YOUR ASSIGNMENT: Whenever a line below includes the string "activity", show it.

LISTED RECORDS:
══════════

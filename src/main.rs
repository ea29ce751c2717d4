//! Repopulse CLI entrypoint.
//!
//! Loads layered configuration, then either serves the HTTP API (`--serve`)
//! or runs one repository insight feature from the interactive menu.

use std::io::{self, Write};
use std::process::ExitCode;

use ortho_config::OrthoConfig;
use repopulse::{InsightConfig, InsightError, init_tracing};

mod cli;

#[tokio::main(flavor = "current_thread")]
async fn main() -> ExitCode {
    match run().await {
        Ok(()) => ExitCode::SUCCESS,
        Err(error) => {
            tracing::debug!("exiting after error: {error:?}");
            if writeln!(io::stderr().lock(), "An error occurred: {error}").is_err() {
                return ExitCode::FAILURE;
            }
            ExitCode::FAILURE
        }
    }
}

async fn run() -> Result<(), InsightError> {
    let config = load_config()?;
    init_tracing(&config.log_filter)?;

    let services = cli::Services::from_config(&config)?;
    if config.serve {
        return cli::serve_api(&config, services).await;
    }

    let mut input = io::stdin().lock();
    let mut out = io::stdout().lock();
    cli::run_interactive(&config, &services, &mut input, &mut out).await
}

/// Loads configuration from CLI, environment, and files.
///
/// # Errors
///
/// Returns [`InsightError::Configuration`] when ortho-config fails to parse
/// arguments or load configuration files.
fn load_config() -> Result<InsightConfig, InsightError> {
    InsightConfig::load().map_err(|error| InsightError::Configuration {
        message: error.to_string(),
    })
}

══════════

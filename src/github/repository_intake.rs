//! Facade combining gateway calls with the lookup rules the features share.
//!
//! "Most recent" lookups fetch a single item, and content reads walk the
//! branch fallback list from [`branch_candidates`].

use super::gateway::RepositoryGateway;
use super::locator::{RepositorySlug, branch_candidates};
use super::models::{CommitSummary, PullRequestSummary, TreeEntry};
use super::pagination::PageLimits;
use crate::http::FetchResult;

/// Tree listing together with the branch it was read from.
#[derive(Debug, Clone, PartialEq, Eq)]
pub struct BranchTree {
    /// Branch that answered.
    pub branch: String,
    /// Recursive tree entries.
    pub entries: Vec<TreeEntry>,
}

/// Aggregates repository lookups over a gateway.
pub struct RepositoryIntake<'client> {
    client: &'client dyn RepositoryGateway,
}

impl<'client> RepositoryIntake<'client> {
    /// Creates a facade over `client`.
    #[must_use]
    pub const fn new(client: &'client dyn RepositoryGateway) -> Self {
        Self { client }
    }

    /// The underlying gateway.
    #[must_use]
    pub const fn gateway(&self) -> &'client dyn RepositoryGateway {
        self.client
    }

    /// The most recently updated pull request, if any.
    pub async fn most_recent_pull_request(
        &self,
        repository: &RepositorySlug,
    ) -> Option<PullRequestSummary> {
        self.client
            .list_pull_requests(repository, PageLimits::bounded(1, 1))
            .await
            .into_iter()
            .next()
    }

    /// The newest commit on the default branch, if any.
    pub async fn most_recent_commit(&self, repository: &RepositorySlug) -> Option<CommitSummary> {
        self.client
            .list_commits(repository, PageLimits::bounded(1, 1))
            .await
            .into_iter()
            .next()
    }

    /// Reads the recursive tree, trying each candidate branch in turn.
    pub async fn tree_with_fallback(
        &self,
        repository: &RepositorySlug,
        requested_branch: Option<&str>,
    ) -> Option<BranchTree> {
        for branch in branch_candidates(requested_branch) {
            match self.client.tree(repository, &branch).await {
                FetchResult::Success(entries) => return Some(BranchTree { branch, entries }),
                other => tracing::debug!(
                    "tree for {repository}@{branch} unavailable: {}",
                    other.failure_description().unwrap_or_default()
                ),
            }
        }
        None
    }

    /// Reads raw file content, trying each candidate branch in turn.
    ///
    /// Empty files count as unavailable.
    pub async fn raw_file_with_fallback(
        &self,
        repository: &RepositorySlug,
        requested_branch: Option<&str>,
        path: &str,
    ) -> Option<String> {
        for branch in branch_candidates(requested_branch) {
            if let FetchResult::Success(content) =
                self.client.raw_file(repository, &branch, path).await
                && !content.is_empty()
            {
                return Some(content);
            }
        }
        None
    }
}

══════════

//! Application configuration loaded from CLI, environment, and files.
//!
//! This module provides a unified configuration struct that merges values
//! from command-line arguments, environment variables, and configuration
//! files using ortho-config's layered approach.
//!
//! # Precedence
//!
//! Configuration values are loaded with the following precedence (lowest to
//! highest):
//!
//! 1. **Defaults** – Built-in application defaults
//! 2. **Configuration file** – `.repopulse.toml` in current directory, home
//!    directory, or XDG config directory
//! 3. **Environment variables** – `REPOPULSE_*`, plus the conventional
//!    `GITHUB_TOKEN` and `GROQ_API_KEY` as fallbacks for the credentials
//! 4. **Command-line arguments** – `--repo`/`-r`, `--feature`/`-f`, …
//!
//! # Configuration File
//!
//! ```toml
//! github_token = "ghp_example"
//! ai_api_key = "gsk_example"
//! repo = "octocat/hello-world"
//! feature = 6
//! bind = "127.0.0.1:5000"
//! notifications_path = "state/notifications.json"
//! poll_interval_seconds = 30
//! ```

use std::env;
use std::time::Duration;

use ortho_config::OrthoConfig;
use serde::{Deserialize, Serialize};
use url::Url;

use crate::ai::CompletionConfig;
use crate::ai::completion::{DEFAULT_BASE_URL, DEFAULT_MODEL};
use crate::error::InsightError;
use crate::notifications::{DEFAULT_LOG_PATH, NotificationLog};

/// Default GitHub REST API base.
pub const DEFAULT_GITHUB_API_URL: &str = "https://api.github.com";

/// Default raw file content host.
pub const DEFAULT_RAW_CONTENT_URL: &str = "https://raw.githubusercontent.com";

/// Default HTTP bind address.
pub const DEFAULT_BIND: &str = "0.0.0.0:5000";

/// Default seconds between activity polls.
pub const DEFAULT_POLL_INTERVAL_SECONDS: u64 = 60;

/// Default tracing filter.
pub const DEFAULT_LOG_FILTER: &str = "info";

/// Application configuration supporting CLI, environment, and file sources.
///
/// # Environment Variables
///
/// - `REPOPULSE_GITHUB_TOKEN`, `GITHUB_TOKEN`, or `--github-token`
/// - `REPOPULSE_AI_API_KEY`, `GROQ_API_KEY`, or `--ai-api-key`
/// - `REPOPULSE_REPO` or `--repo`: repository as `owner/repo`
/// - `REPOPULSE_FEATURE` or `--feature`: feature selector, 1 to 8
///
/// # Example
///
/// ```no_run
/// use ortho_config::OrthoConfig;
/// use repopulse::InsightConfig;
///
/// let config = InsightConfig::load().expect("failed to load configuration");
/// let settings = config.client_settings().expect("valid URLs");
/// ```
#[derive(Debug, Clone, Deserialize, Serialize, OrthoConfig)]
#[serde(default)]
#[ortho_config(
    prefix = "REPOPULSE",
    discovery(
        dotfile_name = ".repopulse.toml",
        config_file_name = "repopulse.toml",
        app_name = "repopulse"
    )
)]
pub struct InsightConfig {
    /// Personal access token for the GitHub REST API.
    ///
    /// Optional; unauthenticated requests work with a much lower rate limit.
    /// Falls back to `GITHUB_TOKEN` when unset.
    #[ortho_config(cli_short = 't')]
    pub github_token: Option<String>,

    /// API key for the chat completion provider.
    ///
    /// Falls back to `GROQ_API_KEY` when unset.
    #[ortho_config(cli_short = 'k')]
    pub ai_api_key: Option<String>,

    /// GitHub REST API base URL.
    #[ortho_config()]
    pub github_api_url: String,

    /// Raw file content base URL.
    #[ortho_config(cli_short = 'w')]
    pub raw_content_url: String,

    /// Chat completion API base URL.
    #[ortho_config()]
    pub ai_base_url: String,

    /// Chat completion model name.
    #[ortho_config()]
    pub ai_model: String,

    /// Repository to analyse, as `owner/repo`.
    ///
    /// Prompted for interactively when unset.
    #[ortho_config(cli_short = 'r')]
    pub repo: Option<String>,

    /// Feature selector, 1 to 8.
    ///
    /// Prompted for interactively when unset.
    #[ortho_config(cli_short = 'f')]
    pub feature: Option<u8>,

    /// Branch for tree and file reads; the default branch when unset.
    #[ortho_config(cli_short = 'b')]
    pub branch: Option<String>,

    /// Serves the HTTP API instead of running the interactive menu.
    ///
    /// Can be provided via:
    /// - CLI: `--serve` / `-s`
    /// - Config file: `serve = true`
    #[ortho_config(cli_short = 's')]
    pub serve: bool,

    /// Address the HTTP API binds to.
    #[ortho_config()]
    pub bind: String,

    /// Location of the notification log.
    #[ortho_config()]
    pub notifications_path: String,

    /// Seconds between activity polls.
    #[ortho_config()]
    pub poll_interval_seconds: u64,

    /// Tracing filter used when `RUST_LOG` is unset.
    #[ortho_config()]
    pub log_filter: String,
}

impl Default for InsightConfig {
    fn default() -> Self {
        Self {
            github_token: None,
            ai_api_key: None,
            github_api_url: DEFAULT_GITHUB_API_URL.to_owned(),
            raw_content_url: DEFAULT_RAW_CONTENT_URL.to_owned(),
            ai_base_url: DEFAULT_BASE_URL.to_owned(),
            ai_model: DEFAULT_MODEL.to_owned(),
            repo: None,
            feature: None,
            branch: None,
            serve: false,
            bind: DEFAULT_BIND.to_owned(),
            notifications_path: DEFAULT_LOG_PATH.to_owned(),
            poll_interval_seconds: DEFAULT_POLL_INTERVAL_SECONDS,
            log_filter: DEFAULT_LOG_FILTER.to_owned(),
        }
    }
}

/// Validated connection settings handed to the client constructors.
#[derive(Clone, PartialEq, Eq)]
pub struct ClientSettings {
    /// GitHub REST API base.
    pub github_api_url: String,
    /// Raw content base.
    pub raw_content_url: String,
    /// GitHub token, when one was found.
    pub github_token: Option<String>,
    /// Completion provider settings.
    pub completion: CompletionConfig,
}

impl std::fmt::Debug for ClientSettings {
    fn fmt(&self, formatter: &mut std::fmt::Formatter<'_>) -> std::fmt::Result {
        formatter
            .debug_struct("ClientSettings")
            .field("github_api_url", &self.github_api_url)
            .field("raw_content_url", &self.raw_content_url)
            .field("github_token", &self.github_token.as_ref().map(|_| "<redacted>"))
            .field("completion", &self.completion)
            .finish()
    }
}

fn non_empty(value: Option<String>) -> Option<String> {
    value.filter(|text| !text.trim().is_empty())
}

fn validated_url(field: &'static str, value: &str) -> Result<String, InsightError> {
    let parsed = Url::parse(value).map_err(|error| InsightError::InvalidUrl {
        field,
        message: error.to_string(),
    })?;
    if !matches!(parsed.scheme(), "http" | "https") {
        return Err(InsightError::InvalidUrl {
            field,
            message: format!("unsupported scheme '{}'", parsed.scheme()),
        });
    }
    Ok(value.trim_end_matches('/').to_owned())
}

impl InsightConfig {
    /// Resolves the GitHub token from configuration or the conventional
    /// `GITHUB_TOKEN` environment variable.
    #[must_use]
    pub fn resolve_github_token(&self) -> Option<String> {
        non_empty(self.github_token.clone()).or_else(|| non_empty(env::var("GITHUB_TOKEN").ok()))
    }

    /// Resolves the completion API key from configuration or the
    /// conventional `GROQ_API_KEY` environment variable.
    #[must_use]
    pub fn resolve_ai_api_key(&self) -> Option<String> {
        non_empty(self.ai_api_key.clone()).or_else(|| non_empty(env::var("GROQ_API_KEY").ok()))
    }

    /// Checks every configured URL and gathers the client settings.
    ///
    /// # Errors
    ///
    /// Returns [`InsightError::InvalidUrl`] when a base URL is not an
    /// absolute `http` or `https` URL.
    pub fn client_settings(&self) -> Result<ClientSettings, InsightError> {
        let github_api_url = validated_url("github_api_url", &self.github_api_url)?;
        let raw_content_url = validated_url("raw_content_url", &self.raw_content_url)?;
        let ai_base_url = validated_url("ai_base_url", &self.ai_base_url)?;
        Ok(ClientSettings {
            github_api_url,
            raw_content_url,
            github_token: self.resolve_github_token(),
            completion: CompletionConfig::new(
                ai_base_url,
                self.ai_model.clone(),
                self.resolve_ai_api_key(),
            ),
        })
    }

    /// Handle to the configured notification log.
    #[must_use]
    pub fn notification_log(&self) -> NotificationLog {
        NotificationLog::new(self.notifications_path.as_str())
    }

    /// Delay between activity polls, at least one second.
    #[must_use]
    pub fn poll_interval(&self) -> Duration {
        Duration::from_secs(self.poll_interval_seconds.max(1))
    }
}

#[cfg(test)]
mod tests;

══════════

WRITTEN SOLUTION:
/// Default seconds between activity polls.
    /// Seconds between activity polls.
    /// Delay between activity polls, at least one second.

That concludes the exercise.